Saved entries
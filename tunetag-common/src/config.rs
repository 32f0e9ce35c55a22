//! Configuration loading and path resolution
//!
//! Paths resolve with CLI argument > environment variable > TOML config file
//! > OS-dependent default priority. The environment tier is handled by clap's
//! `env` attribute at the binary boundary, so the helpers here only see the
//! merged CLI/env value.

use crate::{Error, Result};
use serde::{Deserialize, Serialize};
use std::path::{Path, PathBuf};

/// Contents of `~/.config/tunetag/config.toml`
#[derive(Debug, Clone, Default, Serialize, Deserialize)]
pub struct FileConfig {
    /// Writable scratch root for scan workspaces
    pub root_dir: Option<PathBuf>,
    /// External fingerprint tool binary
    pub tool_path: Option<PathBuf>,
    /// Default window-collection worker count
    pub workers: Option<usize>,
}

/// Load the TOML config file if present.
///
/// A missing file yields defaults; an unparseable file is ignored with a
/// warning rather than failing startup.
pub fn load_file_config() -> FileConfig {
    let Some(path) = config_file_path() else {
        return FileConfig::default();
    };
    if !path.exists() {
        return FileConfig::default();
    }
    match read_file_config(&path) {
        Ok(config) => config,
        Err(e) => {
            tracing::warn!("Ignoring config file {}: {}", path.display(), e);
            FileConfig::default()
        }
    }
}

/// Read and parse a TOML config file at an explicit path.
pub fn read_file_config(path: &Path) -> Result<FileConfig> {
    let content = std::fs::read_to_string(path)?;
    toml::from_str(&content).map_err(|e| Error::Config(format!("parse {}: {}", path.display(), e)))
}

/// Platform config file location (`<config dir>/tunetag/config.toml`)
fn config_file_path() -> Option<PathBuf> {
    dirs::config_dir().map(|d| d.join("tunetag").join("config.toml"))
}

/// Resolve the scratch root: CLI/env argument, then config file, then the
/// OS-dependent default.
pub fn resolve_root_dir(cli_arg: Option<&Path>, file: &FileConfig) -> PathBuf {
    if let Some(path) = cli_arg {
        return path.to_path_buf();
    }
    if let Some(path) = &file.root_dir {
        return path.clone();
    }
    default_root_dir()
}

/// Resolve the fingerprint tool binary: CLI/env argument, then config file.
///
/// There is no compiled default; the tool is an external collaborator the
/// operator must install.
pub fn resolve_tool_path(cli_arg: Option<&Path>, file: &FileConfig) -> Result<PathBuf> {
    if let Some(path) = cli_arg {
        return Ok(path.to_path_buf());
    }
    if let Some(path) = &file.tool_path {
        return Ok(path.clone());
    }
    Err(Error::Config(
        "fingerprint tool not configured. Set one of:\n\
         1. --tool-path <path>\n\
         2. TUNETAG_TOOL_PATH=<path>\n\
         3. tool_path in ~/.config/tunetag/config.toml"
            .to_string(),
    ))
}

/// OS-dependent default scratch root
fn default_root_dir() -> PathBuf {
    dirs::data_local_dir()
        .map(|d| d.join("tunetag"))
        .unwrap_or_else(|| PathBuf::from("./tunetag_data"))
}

==

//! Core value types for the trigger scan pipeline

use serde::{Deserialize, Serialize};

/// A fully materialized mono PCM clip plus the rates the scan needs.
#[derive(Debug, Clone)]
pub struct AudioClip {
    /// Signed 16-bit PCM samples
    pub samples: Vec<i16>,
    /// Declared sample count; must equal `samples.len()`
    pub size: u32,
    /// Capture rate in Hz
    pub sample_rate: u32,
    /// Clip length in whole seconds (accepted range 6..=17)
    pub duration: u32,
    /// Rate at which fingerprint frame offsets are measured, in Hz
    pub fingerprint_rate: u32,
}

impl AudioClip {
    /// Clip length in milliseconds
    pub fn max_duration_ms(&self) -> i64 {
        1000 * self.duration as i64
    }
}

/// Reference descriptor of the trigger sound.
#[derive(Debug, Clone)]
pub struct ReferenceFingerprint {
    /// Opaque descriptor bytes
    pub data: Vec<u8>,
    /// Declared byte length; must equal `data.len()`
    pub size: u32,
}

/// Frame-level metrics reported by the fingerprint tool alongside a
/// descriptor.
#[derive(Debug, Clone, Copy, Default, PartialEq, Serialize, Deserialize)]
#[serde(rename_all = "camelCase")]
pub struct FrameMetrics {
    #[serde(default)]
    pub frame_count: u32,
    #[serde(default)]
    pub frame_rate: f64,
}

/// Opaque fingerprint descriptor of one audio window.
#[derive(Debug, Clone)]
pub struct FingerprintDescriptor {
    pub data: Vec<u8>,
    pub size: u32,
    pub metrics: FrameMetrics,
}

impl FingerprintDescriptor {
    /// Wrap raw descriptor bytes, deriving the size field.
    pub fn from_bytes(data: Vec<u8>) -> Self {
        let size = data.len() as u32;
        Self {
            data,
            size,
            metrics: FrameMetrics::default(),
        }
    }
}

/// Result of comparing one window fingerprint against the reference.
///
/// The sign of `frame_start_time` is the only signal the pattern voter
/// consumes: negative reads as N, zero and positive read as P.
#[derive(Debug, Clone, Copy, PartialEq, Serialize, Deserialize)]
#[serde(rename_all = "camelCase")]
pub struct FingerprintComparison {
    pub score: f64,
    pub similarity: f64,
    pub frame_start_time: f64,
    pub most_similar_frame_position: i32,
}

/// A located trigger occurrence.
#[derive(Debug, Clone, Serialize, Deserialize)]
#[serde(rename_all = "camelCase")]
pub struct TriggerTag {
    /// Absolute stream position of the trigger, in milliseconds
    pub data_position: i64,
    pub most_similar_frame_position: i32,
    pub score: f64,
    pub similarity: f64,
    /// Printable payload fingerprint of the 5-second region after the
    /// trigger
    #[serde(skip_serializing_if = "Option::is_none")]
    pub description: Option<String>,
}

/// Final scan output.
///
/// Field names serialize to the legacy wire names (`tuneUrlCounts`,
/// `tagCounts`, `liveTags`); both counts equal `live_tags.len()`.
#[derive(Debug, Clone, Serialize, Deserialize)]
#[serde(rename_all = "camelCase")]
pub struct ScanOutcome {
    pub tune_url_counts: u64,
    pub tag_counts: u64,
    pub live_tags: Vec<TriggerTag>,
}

## Work instructions:
In the entries above, restate word for word the lines between the one holding "filename tunetag-common/src/config.rs" and the one holding "merged CLI/env value.", inclusive, and nothing besides.

## Output of the task:
filename tunetag-common/src/config.rs
repository 32f0e9ce35c55a22
//! Configuration loading and path resolution
//!
//! Paths resolve with CLI argument > environment variable > TOML config file
//! > OS-dependent default priority. The environment tier is handled by clap's
//! `env` attribute at the binary boundary, so the helpers here only see the
//! merged CLI/env value.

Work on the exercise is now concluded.